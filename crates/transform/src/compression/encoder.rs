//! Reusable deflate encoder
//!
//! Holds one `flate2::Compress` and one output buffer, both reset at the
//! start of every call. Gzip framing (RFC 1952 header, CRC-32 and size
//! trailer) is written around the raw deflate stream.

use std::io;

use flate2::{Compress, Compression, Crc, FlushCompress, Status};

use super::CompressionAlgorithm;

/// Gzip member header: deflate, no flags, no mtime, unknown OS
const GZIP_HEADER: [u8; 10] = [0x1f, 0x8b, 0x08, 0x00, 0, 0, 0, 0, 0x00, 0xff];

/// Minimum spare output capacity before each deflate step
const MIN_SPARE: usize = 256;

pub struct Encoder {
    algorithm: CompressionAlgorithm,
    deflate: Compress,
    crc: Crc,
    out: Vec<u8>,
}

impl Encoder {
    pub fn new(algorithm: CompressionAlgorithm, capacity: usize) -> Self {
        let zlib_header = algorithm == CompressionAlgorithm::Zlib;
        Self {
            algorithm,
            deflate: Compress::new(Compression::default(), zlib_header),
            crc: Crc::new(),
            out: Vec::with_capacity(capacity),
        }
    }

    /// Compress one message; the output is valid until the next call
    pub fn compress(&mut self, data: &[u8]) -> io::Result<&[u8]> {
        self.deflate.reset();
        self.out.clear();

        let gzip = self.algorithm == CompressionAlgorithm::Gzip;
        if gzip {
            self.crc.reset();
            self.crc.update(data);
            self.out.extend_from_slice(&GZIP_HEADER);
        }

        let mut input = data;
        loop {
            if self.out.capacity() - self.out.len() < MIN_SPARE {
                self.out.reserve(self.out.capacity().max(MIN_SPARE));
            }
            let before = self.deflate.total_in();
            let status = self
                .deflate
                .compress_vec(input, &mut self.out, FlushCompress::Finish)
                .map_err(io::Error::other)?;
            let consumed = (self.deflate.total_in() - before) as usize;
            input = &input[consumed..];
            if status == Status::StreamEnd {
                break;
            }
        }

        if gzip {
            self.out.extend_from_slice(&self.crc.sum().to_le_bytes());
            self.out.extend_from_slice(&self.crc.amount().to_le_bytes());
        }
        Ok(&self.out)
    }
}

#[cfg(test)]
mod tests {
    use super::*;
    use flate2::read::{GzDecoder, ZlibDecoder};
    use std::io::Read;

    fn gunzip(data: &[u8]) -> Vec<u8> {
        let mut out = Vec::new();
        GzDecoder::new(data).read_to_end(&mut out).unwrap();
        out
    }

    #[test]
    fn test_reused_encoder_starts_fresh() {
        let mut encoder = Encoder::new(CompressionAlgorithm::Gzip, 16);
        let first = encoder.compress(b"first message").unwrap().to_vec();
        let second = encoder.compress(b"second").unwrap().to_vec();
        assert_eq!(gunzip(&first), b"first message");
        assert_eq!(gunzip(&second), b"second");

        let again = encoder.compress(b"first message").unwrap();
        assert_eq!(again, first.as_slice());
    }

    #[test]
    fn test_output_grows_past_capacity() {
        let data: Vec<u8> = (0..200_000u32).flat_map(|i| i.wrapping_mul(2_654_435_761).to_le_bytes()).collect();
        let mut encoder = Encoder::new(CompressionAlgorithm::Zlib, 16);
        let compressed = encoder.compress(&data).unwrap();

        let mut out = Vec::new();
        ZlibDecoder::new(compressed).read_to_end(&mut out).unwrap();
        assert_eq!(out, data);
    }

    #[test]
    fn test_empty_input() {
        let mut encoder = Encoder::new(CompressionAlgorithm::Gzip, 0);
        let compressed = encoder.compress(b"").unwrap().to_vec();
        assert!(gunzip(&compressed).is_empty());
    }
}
****************************************
Copy out word for word each line of the listing, from the very first line down to the line containing "use super::CompressionAlgorithm;", and stop after that line.

filename crates/transform/src/compression/encoder.rs
//! Reusable deflate encoder
//!
//! Holds one `flate2::Compress` and one output buffer, both reset at the
//! start of every call. Gzip framing (RFC 1952 header, CRC-32 and size
//! trailer) is written around the raw deflate stream.

use std::io;

use flate2::{Compress, Compression, Crc, FlushCompress, Status};

use super::CompressionAlgorithm;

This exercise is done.